=== RECORD SET ===

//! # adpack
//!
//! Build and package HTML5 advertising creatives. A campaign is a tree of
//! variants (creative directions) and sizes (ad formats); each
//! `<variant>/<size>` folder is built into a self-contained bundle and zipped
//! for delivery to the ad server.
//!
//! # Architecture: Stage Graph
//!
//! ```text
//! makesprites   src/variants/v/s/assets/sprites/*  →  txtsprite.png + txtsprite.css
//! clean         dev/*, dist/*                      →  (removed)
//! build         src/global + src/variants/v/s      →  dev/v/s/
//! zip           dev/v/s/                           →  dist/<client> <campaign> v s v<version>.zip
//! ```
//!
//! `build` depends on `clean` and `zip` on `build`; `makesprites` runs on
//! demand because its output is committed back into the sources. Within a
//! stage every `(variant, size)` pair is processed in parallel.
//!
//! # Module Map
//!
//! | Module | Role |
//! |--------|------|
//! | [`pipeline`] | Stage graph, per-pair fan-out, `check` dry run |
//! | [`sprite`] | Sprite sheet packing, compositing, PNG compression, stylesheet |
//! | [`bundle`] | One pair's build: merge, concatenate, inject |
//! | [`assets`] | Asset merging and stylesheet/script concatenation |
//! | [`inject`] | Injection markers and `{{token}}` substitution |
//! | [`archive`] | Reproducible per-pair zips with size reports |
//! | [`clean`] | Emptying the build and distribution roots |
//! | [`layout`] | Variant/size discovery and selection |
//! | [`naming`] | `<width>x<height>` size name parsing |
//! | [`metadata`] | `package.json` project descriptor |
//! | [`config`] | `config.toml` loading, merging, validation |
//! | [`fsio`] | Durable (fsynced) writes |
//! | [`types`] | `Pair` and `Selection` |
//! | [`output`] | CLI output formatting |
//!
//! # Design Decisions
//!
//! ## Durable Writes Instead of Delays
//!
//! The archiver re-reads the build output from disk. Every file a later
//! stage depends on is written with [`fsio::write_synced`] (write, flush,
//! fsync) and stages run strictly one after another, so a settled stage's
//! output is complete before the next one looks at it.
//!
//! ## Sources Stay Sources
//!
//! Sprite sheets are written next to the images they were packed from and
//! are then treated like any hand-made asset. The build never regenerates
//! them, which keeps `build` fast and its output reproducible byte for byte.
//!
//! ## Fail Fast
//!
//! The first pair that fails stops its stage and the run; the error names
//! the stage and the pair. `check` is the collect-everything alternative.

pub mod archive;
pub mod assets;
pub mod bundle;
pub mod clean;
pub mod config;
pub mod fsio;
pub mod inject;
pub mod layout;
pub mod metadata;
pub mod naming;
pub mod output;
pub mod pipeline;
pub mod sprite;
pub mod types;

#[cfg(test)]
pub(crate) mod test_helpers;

===
=== RECORD SET ===

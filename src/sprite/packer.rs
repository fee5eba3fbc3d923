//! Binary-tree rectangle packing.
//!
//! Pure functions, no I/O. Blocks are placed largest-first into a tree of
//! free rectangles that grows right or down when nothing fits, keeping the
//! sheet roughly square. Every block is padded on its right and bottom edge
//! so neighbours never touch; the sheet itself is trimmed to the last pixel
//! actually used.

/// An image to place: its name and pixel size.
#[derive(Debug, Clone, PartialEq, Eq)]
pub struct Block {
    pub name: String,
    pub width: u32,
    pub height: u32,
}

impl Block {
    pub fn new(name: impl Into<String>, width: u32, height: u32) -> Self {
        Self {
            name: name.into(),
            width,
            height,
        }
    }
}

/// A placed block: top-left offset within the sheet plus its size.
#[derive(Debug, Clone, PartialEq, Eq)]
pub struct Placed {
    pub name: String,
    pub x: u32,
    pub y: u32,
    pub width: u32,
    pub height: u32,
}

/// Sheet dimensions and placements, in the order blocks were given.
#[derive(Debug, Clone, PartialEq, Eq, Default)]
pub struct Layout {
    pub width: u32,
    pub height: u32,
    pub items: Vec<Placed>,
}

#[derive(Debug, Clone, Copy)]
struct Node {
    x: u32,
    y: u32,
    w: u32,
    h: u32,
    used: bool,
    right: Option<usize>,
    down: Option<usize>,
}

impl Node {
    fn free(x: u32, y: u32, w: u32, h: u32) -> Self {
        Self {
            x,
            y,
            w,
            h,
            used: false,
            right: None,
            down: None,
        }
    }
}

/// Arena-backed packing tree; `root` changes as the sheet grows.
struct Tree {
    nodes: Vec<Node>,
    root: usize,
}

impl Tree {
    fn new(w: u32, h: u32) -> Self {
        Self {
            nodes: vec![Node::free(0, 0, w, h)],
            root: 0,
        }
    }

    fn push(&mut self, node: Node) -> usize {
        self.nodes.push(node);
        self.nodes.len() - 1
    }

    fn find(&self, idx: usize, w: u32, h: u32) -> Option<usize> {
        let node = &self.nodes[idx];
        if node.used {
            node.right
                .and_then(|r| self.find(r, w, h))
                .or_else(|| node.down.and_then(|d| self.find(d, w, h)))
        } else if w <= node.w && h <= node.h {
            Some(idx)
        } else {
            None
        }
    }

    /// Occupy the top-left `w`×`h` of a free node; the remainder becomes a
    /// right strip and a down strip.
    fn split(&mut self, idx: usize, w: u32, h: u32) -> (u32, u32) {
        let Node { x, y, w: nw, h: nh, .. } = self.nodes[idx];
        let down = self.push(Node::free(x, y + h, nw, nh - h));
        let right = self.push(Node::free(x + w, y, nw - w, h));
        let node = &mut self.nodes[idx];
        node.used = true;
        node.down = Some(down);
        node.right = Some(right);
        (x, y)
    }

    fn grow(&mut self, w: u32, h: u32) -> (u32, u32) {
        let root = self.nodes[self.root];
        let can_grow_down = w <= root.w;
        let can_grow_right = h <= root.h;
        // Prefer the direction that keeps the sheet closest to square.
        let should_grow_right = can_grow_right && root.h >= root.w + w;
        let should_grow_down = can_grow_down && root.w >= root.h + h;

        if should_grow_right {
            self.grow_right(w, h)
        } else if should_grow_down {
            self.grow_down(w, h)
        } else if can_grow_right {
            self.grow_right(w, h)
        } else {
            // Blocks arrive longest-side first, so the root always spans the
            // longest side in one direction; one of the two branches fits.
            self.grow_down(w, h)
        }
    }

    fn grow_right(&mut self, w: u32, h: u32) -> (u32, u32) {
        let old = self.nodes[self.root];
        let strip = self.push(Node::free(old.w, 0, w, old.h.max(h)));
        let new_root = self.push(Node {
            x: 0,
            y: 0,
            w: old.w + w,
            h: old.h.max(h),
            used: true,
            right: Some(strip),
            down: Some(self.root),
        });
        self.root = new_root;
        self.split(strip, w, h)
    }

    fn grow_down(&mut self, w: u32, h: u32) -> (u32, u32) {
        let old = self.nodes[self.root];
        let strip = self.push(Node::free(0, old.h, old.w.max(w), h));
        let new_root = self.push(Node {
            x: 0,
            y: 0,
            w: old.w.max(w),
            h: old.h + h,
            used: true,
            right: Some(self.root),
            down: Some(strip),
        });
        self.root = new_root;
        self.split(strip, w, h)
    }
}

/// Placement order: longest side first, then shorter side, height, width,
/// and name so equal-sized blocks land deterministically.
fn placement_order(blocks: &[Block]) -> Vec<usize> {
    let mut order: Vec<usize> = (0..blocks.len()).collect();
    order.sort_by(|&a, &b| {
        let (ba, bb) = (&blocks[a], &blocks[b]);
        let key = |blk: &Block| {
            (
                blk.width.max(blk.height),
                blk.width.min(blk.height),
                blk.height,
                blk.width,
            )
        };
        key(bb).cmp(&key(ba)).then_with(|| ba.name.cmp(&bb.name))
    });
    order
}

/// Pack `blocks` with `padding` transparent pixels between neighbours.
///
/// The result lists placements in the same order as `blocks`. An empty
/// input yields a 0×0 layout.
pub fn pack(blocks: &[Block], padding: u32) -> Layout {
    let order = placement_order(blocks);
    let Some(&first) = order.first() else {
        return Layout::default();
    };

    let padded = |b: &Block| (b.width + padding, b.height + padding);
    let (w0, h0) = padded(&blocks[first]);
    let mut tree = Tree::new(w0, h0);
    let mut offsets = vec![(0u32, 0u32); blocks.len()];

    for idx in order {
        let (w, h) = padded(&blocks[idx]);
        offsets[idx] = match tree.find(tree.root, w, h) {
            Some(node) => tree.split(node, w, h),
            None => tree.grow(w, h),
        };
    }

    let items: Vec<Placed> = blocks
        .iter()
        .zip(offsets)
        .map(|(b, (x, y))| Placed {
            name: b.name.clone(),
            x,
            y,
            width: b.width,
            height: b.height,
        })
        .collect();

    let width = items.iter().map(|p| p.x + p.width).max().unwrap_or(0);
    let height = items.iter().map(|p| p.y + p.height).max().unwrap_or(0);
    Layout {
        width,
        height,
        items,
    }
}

===
=== RECORD SET ===

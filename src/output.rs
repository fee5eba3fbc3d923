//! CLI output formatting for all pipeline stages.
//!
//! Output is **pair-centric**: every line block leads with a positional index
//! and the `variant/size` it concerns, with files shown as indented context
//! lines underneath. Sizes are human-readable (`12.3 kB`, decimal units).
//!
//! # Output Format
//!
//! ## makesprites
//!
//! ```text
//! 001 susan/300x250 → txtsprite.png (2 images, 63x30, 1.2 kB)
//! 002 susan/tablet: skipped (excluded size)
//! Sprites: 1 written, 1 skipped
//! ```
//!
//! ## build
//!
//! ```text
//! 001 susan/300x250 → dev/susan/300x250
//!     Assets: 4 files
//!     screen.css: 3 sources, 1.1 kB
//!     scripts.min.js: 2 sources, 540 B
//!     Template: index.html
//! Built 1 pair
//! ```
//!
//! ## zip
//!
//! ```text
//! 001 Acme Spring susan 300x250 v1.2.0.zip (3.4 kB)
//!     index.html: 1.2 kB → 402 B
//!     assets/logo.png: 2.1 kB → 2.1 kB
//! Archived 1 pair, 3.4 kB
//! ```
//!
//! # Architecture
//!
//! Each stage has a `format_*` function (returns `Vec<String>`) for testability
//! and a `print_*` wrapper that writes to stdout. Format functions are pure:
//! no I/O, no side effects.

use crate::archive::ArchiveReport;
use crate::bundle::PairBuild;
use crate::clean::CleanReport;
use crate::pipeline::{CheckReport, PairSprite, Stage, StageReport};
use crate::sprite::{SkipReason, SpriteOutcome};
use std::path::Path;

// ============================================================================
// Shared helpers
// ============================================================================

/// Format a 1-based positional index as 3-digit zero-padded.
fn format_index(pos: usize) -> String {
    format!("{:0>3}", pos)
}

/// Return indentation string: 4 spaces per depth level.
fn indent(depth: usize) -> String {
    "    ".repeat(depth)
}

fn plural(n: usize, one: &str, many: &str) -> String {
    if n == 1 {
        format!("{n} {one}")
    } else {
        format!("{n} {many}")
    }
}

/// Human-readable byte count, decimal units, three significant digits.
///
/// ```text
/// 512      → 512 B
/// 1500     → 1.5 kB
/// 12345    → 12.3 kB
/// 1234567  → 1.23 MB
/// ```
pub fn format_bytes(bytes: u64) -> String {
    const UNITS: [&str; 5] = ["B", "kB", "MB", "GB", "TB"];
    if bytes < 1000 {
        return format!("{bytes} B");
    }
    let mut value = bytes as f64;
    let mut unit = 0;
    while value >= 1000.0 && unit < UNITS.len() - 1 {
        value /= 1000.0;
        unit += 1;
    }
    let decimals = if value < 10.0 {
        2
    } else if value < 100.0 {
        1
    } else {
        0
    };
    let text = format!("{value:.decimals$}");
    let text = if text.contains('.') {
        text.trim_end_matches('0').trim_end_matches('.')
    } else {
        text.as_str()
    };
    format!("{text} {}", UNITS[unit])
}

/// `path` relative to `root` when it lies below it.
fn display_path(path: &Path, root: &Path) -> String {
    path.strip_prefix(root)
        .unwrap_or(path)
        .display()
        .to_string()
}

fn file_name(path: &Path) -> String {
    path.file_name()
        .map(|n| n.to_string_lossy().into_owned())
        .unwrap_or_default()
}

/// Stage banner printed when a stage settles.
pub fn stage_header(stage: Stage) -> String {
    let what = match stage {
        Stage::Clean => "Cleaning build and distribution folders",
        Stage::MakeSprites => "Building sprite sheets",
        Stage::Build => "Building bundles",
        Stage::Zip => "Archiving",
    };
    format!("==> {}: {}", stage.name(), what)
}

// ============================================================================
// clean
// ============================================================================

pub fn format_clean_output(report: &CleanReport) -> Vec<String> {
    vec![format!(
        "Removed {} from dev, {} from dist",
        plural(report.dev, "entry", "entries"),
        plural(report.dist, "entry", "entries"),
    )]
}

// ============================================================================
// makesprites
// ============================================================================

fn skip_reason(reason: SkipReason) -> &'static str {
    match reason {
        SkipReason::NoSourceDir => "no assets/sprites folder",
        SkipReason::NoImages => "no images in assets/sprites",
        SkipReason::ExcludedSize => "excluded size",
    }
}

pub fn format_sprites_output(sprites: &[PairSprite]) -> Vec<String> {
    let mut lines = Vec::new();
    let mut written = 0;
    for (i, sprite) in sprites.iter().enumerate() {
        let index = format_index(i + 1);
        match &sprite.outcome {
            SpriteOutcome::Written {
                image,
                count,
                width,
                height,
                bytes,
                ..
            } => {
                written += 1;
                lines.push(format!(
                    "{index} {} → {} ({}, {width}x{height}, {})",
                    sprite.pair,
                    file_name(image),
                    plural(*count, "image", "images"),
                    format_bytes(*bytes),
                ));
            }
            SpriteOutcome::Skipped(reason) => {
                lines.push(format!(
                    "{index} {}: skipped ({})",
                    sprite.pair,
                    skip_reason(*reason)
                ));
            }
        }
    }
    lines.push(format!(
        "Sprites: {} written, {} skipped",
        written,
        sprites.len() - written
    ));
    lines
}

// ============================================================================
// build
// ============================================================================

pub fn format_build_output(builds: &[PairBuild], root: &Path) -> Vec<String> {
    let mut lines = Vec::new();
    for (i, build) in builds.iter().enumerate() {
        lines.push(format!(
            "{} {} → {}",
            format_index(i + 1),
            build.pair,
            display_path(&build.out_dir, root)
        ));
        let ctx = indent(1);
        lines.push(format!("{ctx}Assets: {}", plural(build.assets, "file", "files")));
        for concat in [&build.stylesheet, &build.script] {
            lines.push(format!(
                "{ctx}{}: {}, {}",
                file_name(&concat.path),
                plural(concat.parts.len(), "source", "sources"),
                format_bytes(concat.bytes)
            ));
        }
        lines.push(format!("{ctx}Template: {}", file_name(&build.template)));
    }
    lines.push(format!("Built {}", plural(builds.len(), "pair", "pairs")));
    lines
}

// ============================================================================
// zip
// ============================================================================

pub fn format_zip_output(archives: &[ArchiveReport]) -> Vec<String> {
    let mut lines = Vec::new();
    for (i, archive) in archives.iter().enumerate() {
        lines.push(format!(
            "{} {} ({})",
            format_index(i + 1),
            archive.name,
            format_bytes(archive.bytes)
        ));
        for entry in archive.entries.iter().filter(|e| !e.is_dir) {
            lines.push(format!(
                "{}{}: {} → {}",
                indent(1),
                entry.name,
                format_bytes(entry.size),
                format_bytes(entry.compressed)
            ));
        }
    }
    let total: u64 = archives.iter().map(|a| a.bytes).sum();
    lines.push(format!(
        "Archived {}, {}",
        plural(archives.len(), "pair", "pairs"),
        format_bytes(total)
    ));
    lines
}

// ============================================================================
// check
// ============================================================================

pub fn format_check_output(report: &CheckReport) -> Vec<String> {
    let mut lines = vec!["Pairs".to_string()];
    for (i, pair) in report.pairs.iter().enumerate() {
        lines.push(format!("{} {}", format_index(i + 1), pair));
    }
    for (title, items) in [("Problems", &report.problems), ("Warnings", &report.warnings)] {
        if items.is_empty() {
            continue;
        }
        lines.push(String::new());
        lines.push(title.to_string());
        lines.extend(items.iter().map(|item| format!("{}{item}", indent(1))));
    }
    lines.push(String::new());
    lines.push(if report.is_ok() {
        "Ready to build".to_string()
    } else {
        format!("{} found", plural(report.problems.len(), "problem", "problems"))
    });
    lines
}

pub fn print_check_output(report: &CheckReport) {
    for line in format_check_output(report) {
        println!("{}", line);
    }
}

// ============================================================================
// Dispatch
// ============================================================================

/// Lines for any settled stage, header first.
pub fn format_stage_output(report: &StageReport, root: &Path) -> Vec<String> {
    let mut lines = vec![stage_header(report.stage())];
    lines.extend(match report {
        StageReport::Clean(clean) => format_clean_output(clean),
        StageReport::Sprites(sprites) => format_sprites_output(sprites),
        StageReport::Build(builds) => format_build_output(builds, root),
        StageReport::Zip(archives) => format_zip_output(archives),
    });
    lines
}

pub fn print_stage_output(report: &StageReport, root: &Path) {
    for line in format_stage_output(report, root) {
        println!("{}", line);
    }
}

===

:: WHAT YOU SHOULD DO ::
Copy every line above that holds the word "settled".

:: OUTPUT FOR THIS EXERCISE ::
//! fsync) and stages run strictly one after another, so a settled stage's
/// Lines for any settled stage, header first.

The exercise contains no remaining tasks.